The problem is I cannot build that assets/<addon-name>.js deliverable with Ember CLI as I have to install the Addon into the project where it automatically gets built into assets/<app-name>.js. The way I currently do it I build the application once without the Addon installed and once with the Addon installed and then take the diff of the 2 deliverables as assets/<addon-name>.js. Of course that’s not really a great way to build an app.
I was wondering whether other people have had projects with similar requirements or wether there are other ways to solve this that I didn’t think of yet. I think this might also be something that could be interesting to support in some way in Ember CLI (I think there’s already some discussion going on on the topic os splitting up an application into multiple JS files?).
We have a similar requirement. Did you find a solution for it?
We basically have an addon that’s not consumed by an ember-cli app. So instead of building the addon as part of vendor.js when running ember build --environment production we need to split the vendor code and the addon code, so then the consumer app can simply refer to assets/addon-name.js.
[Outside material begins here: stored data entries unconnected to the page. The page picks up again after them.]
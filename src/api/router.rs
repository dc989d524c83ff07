//! HTTP router assembly.

use std::sync::Arc;
use std::time::Duration;

use axum::{
    Router,
    http::{Method, StatusCode, header},
    routing::{get, post},
};
use tower_http::{
    cors::{Any, CorsLayer},
    limit::RequestBodyLimitLayer,
    timeout::TimeoutLayer,
    trace::TraceLayer,
};
use utoipa::OpenApi;
use utoipa_swagger_ui::SwaggerUi;

use crate::app::AppState;

use super::admin::{circuit_breaker_health_handler, circuit_breakers_handler};
use super::handlers::{
    ApiDoc, deposit_handler, get_balance_handler, health_check_handler, list_transactions_handler,
    liveness_handler, metrics_handler, open_account_handler, readiness_handler, transfer_handler,
    withdraw_handler,
};

/// Default per-request timeout
pub const DEFAULT_REQUEST_TIMEOUT: Duration = Duration::from_secs(30);

/// Request bodies above this size are refused
const MAX_BODY_BYTES: usize = 64 * 1024;

/// Build the router with the default request timeout
pub fn create_router(state: Arc<AppState>) -> Router {
    create_router_with_timeout(state, DEFAULT_REQUEST_TIMEOUT)
}

/// Build the router with every route, Swagger UI and the middleware stack
pub fn create_router_with_timeout(state: Arc<AppState>, request_timeout: Duration) -> Router {
    let cors = CorsLayer::new()
        .allow_origin(Any)
        .allow_methods([Method::GET, Method::POST, Method::OPTIONS])
        .allow_headers([header::CONTENT_TYPE, header::ACCEPT]);

    let accounts = Router::new()
        .route("/accounts/{owner_id}", post(open_account_handler))
        .route("/accounts/{owner_id}/balance", get(get_balance_handler))
        .route(
            "/accounts/{owner_id}/transactions",
            get(list_transactions_handler),
        )
        .route("/accounts/{owner_id}/deposit", post(deposit_handler))
        .route("/accounts/{owner_id}/withdraw", post(withdraw_handler))
        .route("/accounts/{owner_id}/transfer", post(transfer_handler));

    let operations = Router::new()
        .route("/health", get(health_check_handler))
        .route("/health/live", get(liveness_handler))
        .route("/health/ready", get(readiness_handler))
        .route("/admin/circuit-breakers", get(circuit_breakers_handler))
        .route(
            "/admin/circuit-breakers/health",
            get(circuit_breaker_health_handler),
        )
        .route("/metrics", get(metrics_handler));

    Router::new()
        .merge(accounts)
        .merge(operations)
        .merge(SwaggerUi::new("/swagger-ui").url("/api-docs/openapi.json", ApiDoc::openapi()))
        .layer(RequestBodyLimitLayer::new(MAX_BODY_BYTES))
        .layer(cors)
        .layer(TraceLayer::new_for_http())
        .layer(TimeoutLayer::with_status_code(
            StatusCode::REQUEST_TIMEOUT,
            request_timeout,
        ))
        .with_state(state)
}
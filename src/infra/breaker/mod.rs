//! Circuit breakers and their registry.

pub mod circuit;
pub mod registry;

pub use circuit::{
    BreakerError, BreakerSettings, BreakerState, CircuitBreaker, Counts, StateChangeHook,
    TripPolicy, default_ready_to_trip,
};
pub use registry::{BreakerRegistry, edges};
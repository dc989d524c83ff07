//! Named breakers, one per dependency edge.

use std::collections::BTreeMap;
use std::sync::Arc;

use dashmap::DashMap;
use tracing::info;

use super::circuit::{BreakerSettings, BreakerState, CircuitBreaker};

/// Breaker names, written as `caller->callee`
pub mod edges {
    /// Balance lookups made by the transaction orchestrator
    pub const TRANSACTION_USER: &str = "transaction->user";
    /// Pending-record fetches made by the outbox relay
    pub const OUTBOX_DATABASE: &str = "outbox->database";
}

/// Process-wide set of breakers, shared by handle.
///
/// Creation is atomic per name: concurrent first references get the same
/// instance.
#[derive(Debug, Default)]
pub struct BreakerRegistry {
    breakers: DashMap<String, Arc<CircuitBreaker>>,
    defaults: BreakerSettings,
}

impl BreakerRegistry {
    pub fn new(defaults: BreakerSettings) -> Self {
        Self {
            breakers: DashMap::new(),
            defaults,
        }
    }

    /// Get or create `name` with the default policy
    pub fn get_breaker(&self, name: &str) -> Arc<CircuitBreaker> {
        self.get_or_create_breaker(name, self.defaults.clone())
    }

    /// Get or create `name`; `settings` only apply if this call creates it
    pub fn get_or_create_breaker(&self, name: &str, settings: BreakerSettings) -> Arc<CircuitBreaker> {
        if let Some(existing) = self.breakers.get(name) {
            return Arc::clone(existing.value());
        }

        let mut created = false;
        let breaker = Arc::clone(
            self.breakers
                .entry(name.to_string())
                .or_insert_with(|| {
                    created = true;
                    Arc::new(CircuitBreaker::new(name, settings))
                })
                .value(),
        );
        if created {
            info!(breaker = %name, "Circuit breaker created");
        }
        breaker
    }

    /// Name to state string, sorted by name
    pub fn get_all_states(&self) -> BTreeMap<String, String> {
        self.snapshot()
            .into_iter()
            .map(|breaker| (breaker.name().to_string(), breaker.state().to_string()))
            .collect()
    }

    /// Names of breakers currently open, sorted
    pub fn open_breakers(&self) -> Vec<String> {
        let mut open: Vec<String> = self
            .snapshot()
            .into_iter()
            .filter(|breaker| breaker.state() == BreakerState::Open)
            .map(|breaker| breaker.name().to_string())
            .collect();
        open.sort();
        open
    }

    pub fn len(&self) -> usize {
        self.breakers.len()
    }

    pub fn is_empty(&self) -> bool {
        self.breakers.is_empty()
    }

    // State reads may fire hooks, so no map shard is held while reading
    fn snapshot(&self) -> Vec<Arc<CircuitBreaker>> {
        self.breakers
            .iter()
            .map(|entry| Arc::clone(entry.value()))
            .collect()
    }
}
Anyway, let me know if you found a way to do it. I’ll update this thread once I get this.
The only solution I found is to build the app once with the addon and once without it and then use the diff of both builds. That should work in your case as well. However, it’s not really a good solution of course.
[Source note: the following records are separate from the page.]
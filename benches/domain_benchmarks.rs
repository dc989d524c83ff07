use criterion::{Criterion, criterion_group, criterion_main};
use resilient_ledger::domain::{AmountRequest, DomainEvent, Transaction, TransactionKind};
use resilient_ledger::infra::{BreakerSettings, CircuitBreaker, EventBus, handler_fn};
use rust_decimal::Decimal;
use std::hint::black_box;
use uuid::Uuid;
use validator::Validate;

fn bench_validation(c: &mut Criterion) {
    let request = AmountRequest::new(Decimal::new(10_050, 2));

    c.bench_function("validate_amount_request", |b| {
        b.iter(|| {
            let _ = black_box(&request).validate();
        })
    });
}

fn bench_breaker_execute(c: &mut Criterion) {
    let rt = tokio::runtime::Runtime::new().expect("runtime");
    let breaker = CircuitBreaker::new("bench", BreakerSettings::default());

    c.bench_function("breaker_execute_closed", |b| {
        b.to_async(&rt).iter(|| async {
            let _ = breaker
                .execute(|| async { Ok::<_, std::io::Error>(black_box(1_u64)) })
                .await;
        })
    });
}

fn bench_publish(c: &mut Criterion) {
    let rt = tokio::runtime::Runtime::new().expect("runtime");
    let bus = EventBus::default();
    for i in 0..4 {
        bus.subscribe(
            "deposit.completed",
            handler_fn(format!("noop-{i}"), |_event| async { anyhow::Ok(()) }),
        );
    }

    let mut tx = Transaction::new(Uuid::new_v4(), TransactionKind::Deposit, Decimal::ONE);
    tx.complete(tx.compute_reference_hash()).expect("pending");
    let event = DomainEvent::balance_completed(&tx).expect("completed");

    c.bench_function("publish_sync_four_handlers", |b| {
        b.to_async(&rt).iter(|| async {
            let _ = bus.publish(black_box(&event)).await;
        })
    });
}

criterion_group!(benches, bench_validation, bench_breaker_execute, bench_publish);
criterion_main!(benches);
I think that there’s an open issue on Ember CLI though that tackles the problem of splitting an app’s deliverable into multiple files. I don’t think much has happened there though.
I’ll have a look at the issues to see if I can find something.
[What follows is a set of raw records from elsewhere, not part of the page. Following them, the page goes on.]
//! Domain types with validation support.

use chrono::{DateTime, Utc};
use rust_decimal::Decimal;
use serde::{Deserialize, Serialize};
use sha2::{Digest, Sha256};
use utoipa::ToSchema;
use uuid::Uuid;
use validator::Validate;

use super::error::{AppError, DeliveryError, TransitionError};
use super::events::DomainEvent;

/// Kind of ledger movement
#[derive(Debug, Clone, Copy, Serialize, Deserialize, PartialEq, Eq, Hash, ToSchema)]
#[serde(rename_all = "snake_case")]
pub enum TransactionKind {
    Deposit,
    Withdraw,
    Transfer,
}

impl TransactionKind {
    pub fn as_str(&self) -> &'static str {
        match self {
            Self::Deposit => "deposit",
            Self::Withdraw => "withdraw",
            Self::Transfer => "transfer",
        }
    }
}

impl std::str::FromStr for TransactionKind {
    type Err = String;

    fn from_str(s: &str) -> Result<Self, Self::Err> {
        match s {
            "deposit" => Ok(Self::Deposit),
            "withdraw" => Ok(Self::Withdraw),
            "transfer" => Ok(Self::Transfer),
            _ => Err(format!("Invalid transaction kind: {}", s)),
        }
    }
}

impl std::fmt::Display for TransactionKind {
    fn fmt(&self, f: &mut std::fmt::Formatter<'_>) -> std::fmt::Result {
        write!(f, "{}", self.as_str())
    }
}

/// Lifecycle status of a transaction
#[derive(Debug, Clone, Copy, Serialize, Deserialize, PartialEq, Eq, Default, ToSchema)]
#[serde(rename_all = "snake_case")]
pub enum TransactionStatus {
    /// Created, balance not yet touched
    #[default]
    Pending,
    /// Balance mutated; terminal
    Completed,
    /// Aborted; terminal
    Failed,
}

impl TransactionStatus {
    pub fn as_str(&self) -> &'static str {
        match self {
            Self::Pending => "pending",
            Self::Completed => "completed",
            Self::Failed => "failed",
        }
    }

    #[must_use]
    pub fn is_terminal(&self) -> bool {
        !matches!(self, Self::Pending)
    }
}

impl std::str::FromStr for TransactionStatus {
    type Err = String;

    fn from_str(s: &str) -> Result<Self, Self::Err> {
        match s {
            "pending" => Ok(Self::Pending),
            "completed" => Ok(Self::Completed),
            "failed" => Ok(Self::Failed),
            _ => Err(format!("Invalid transaction status: {}", s)),
        }
    }
}

impl std::fmt::Display for TransactionStatus {
    fn fmt(&self, f: &mut std::fmt::Formatter<'_>) -> std::fmt::Result {
        write!(f, "{}", self.as_str())
    }
}

/// Ledger transaction aggregate
///
/// Status only moves forward: pending → completed or pending → failed.
/// `completed_at` is set exactly when the status is completed.
#[derive(Debug, Clone, Serialize, Deserialize, PartialEq, ToSchema)]
pub struct Transaction {
    pub id: Uuid,
    /// Account that owns the transaction (source account for transfers)
    pub owner_id: Uuid,
    /// Destination account of a transfer
    pub counterparty_id: Option<Uuid>,
    pub kind: TransactionKind,
    #[schema(value_type = String, example = "100.50")]
    pub amount: Decimal,
    pub status: TransactionStatus,
    /// External reference, set on completion
    pub reference_hash: Option<String>,
    pub error_message: Option<String>,
    pub created_at: DateTime<Utc>,
    pub updated_at: DateTime<Utc>,
    pub completed_at: Option<DateTime<Utc>>,
}

impl Transaction {
    #[must_use]
    pub fn new(owner_id: Uuid, kind: TransactionKind, amount: Decimal) -> Self {
        let now = Utc::now();
        Self {
            id: Uuid::now_v7(),
            owner_id,
            counterparty_id: None,
            kind,
            amount,
            status: TransactionStatus::Pending,
            reference_hash: None,
            error_message: None,
            created_at: now,
            updated_at: now,
            completed_at: None,
        }
    }

    #[must_use]
    pub fn transfer(from: Uuid, to: Uuid, amount: Decimal) -> Self {
        let mut tx = Self::new(from, TransactionKind::Transfer, amount);
        tx.counterparty_id = Some(to);
        tx
    }

    /// Deterministic hex SHA-256 over the identifying fields
    #[must_use]
    pub fn compute_reference_hash(&self) -> String {
        let mut hasher = Sha256::new();
        hasher.update(self.kind.as_str().as_bytes());
        hasher.update(self.id.as_bytes());
        hasher.update(self.amount.to_string().as_bytes());
        hasher.update(self.created_at.timestamp_nanos_opt().unwrap_or_default().to_be_bytes());
        format!("{:x}", hasher.finalize())
    }

    /// Move to completed with the given reference
    pub fn complete(&mut self, reference_hash: String) -> Result<(), TransitionError> {
        self.guard_transition(TransactionStatus::Completed)?;
        let now = Utc::now();
        self.status = TransactionStatus::Completed;
        self.reference_hash = Some(reference_hash);
        self.completed_at = Some(now);
        self.updated_at = now;
        Ok(())
    }

    /// Move to failed, recording the reason
    pub fn fail(&mut self, error_message: impl Into<String>) -> Result<(), TransitionError> {
        self.guard_transition(TransactionStatus::Failed)?;
        self.status = TransactionStatus::Failed;
        self.error_message = Some(error_message.into());
        self.updated_at = Utc::now();
        Ok(())
    }

    fn guard_transition(&self, to: TransactionStatus) -> Result<(), TransitionError> {
        if self.status.is_terminal() {
            return Err(TransitionError {
                id: self.id,
                from: self.status,
                to,
            });
        }
        Ok(())
    }
}

/// Account balance
#[derive(Debug, Clone, Serialize, Deserialize, PartialEq, ToSchema)]
pub struct Balance {
    pub owner_id: Uuid,
    #[schema(value_type = String, example = "250.00")]
    pub amount: Decimal,
    pub updated_at: DateTime<Utc>,
}

impl Balance {
    #[must_use]
    pub fn new(owner_id: Uuid, amount: Decimal) -> Self {
        Self {
            owner_id,
            amount,
            updated_at: Utc::now(),
        }
    }
}

/// Guarded balance delta applied inside a [`LedgerCommit`]
#[derive(Debug, Clone, Copy, PartialEq, Eq)]
pub enum BalanceChange {
    Credit { owner_id: Uuid, amount: Decimal },
    /// Rejected by the store if it would drive the balance negative
    Debit { owner_id: Uuid, amount: Decimal },
}

impl BalanceChange {
    pub fn owner_id(&self) -> Uuid {
        match self {
            Self::Credit { owner_id, .. } | Self::Debit { owner_id, .. } => *owner_id,
        }
    }

    pub fn amount(&self) -> Decimal {
        match self {
            Self::Credit { amount, .. } | Self::Debit { amount, .. } => *amount,
        }
    }

    /// Signed delta to add to the current balance
    pub fn signed_amount(&self) -> Decimal {
        match self {
            Self::Credit { amount, .. } => *amount,
            Self::Debit { amount, .. } => -*amount,
        }
    }
}

/// One durable unit of work: balance deltas, the transaction's new state and
/// the outbox records describing it, committed together or not at all.
#[derive(Debug, Clone)]
pub struct LedgerCommit {
    pub transaction: Transaction,
    pub balance_changes: Vec<BalanceChange>,
    pub outbox: Vec<OutboxRecord>,
}

impl LedgerCommit {
    #[must_use]
    pub fn new(transaction: Transaction) -> Self {
        Self {
            transaction,
            balance_changes: Vec::new(),
            outbox: Vec::new(),
        }
    }

    #[must_use]
    pub fn with_change(mut self, change: BalanceChange) -> Self {
        self.balance_changes.push(change);
        self
    }

    #[must_use]
    pub fn with_outbox(mut self, record: OutboxRecord) -> Self {
        self.outbox.push(record);
        self
    }
}

/// Undelivered event staged for the relay
#[derive(Debug, Clone, Serialize, Deserialize, PartialEq)]
pub struct OutboxRecord {
    pub id: Uuid,
    pub aggregate_id: String,
    pub event_type: String,
    /// JSON-serialized [`DomainEvent`]
    pub payload: String,
    pub attempts: i32,
    pub last_error: Option<String>,
    pub published: bool,
    pub published_at: Option<DateTime<Utc>>,
    /// Earliest time the relay may retry; `None` means immediately
    pub next_attempt_at: Option<DateTime<Utc>>,
    pub created_at: DateTime<Utc>,
}

impl OutboxRecord {
    /// Stage an event, keeping its id so consumers can deduplicate
    pub fn from_event(event: &DomainEvent) -> Result<Self, AppError> {
        let payload = serde_json::to_string(event)
            .map_err(|e| DeliveryError::Serialization(e.to_string()))?;
        Ok(Self {
            id: event.id,
            aggregate_id: event.aggregate_id.clone(),
            event_type: event.event_type.clone(),
            payload,
            attempts: 0,
            last_error: None,
            published: false,
            published_at: None,
            next_attempt_at: None,
            created_at: Utc::now(),
        })
    }
}

/// Result of a finished ledger operation
#[derive(Debug, Clone, Serialize, Deserialize, ToSchema)]
pub struct TransactionReceipt {
    pub transaction: Transaction,
    /// Balance of the owning account after the commit
    pub balance: Balance,
}

/// Fractional digits stored by the `NUMERIC(38, 18)` amount columns
pub const AMOUNT_SCALE: u32 = 18;

/// Exclusive upper bound on amounts: 20 integer digits
#[must_use]
pub fn amount_ceiling() -> Decimal {
    Decimal::from_i128_with_scale(100_000_000_000_000_000_000, 0)
}

/// Check that `amount` is positive and storable without rounding
pub fn check_amount(amount: &Decimal) -> Result<(), &'static str> {
    if !amount.is_sign_positive() || amount.is_zero() {
        return Err("Amount must be greater than 0");
    }
    if amount.normalize().scale() > AMOUNT_SCALE {
        return Err("Amount has more than 18 decimal places");
    }
    if *amount >= amount_ceiling() {
        return Err("Amount exceeds 20 integer digits");
    }
    Ok(())
}

fn validate_positive_amount(amount: &Decimal) -> Result<(), validator::ValidationError> {
    check_amount(amount).map_err(|message| {
        let mut err = validator::ValidationError::new("amount");
        err.message = Some(message.into());
        err
    })
}

/// Deposit or withdraw request body
#[derive(Debug, Clone, Serialize, Deserialize, Validate, ToSchema)]
pub struct AmountRequest {
    #[validate(custom(function = "validate_positive_amount"))]
    #[schema(value_type = String, example = "100.50")]
    pub amount: Decimal,
}

impl AmountRequest {
    #[must_use]
    pub fn new(amount: Decimal) -> Self {
        Self { amount }
    }
}

/// Transfer request body
#[derive(Debug, Clone, Serialize, Deserialize, Validate, ToSchema)]
pub struct TransferFundsRequest {
    pub to_owner_id: Uuid,
    #[validate(custom(function = "validate_positive_amount"))]
    #[schema(value_type = String, example = "25.00")]
    pub amount: Decimal,
}

impl TransferFundsRequest {
    #[must_use]
    pub fn new(to_owner_id: Uuid, amount: Decimal) -> Self {
        Self {
            to_owner_id,
            amount,
        }
    }
}

/// Health status enum
#[derive(Debug, Clone, Copy, Serialize, Deserialize, PartialEq, Eq, ToSchema)]
#[serde(rename_all = "lowercase")]
pub enum HealthStatus {
    /// All systems operational
    Healthy,
    /// Some systems degraded but functional
    Degraded,
    /// Critical systems unavailable
    Unhealthy,
}

/// Health check response
#[derive(Debug, Clone, Serialize, Deserialize, ToSchema)]
pub struct HealthResponse {
    /// Overall system status
    pub status: HealthStatus,
    /// Database health status
    pub database: HealthStatus,
    /// Degraded when any breaker is open
    pub breakers: HealthStatus,
    /// Names of breakers currently open
    pub open_breakers: Vec<String>,
    /// Current server timestamp
    pub timestamp: DateTime<Utc>,
    /// Application version
    #[schema(example = "0.1.0")]
    pub version: String,
}

impl HealthResponse {
    #[must_use]
    pub fn new(database: HealthStatus, open_breakers: Vec<String>) -> Self {
        let breakers = if open_breakers.is_empty() {
            HealthStatus::Healthy
        } else {
            HealthStatus::Degraded
        };
        let status = match (&database, &breakers) {
            (HealthStatus::Healthy, HealthStatus::Healthy) => HealthStatus::Healthy,
            (HealthStatus::Unhealthy, _) | (_, HealthStatus::Unhealthy) => HealthStatus::Unhealthy,
            _ => HealthStatus::Degraded,
        };
        Self {
            status,
            database,
            breakers,
            open_breakers,
            timestamp: Utc::now(),
            version: env!("CARGO_PKG_VERSION").to_string(),
        }
    }
}

/// Error response structure
#[derive(Debug, Clone, Serialize, Deserialize, ToSchema)]
pub struct ErrorResponse {
    /// Error details
    pub error: ErrorDetail,
}

/// Error detail structure
#[derive(Debug, Clone, Serialize, Deserialize, ToSchema)]
pub struct ErrorDetail {
    /// Error type identifier
    #[schema(example = "insufficient_balance")]
    pub r#type: String,
    /// Human-readable error message
    pub message: String,
}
I found this blogpost from pixelhandler, that talks about building standalone addons. Some of the conepts are based on how liquid-fire does it (see packaging). I’ll give it a go now and see if it works.
The liquid-fire example really helped. In our case it was a bit simpler. Added a bunch of new dependencies to packages.json. Then simply get the addon, app, templates and compile the templates. We already had another file (tyrion/tyrion-components) that was adding the references to the components, so we didn’t need to add the glue and registrations.
var mergeTrees = require('broccoli-merge-trees');
var pickFiles = require('broccoli-static-compiler');
var compileES6 = require('broccoli-es6-concatenator');
var templateCompiler = require('broccoli-ember-hbs-template-compiler');
var es3Safe = require('broccoli-es3-safe-recast');
var Funnel = require('broccoli-funnel');
var wrap = require('./wrap');
var addonTree = pickFiles('../addon', {srcDir: '/', destDir: 'tyrion'});
var appTree = pickFiles('../app', { srcDir: '/', destDir: 'app'});
var templateTree = templateCompiler('../app/templates');
templateTree = pickFiles(templateTree, {srcDir: '/', destDir: 'app/templates'});
var jsTree = mergeTrees([addonTree, appTree, templateTree], {overwrite: true});
var compiled = compileES6(jsTree, {
wrapInEval: false,
inputFiles: ['tyrion/tyrion-components.js'],
ignoredModules: ['ember', 'tyrion'],
outputFile: '/tyrion.js',
legacyFilesToAppend: ['app/templates/**/*.js']
});
compiled = wrap(compiled);
var css = new Funnel('../vendor', {
include: [/\.css$/],
getDestinationPath: function(relativePath) {
if (relativePath === 'tyrion.css') {
return 'tyrion.css';
}
return relativePath;
}
});
module.exports = mergeTrees([es3Safe(compiled), css]);
Hope this helps.
Also this seems like a common pattern. I’ll look into making this part of addon. Maybe even ember build could generate this by default, re-using some of the existing trees to avoid dup work.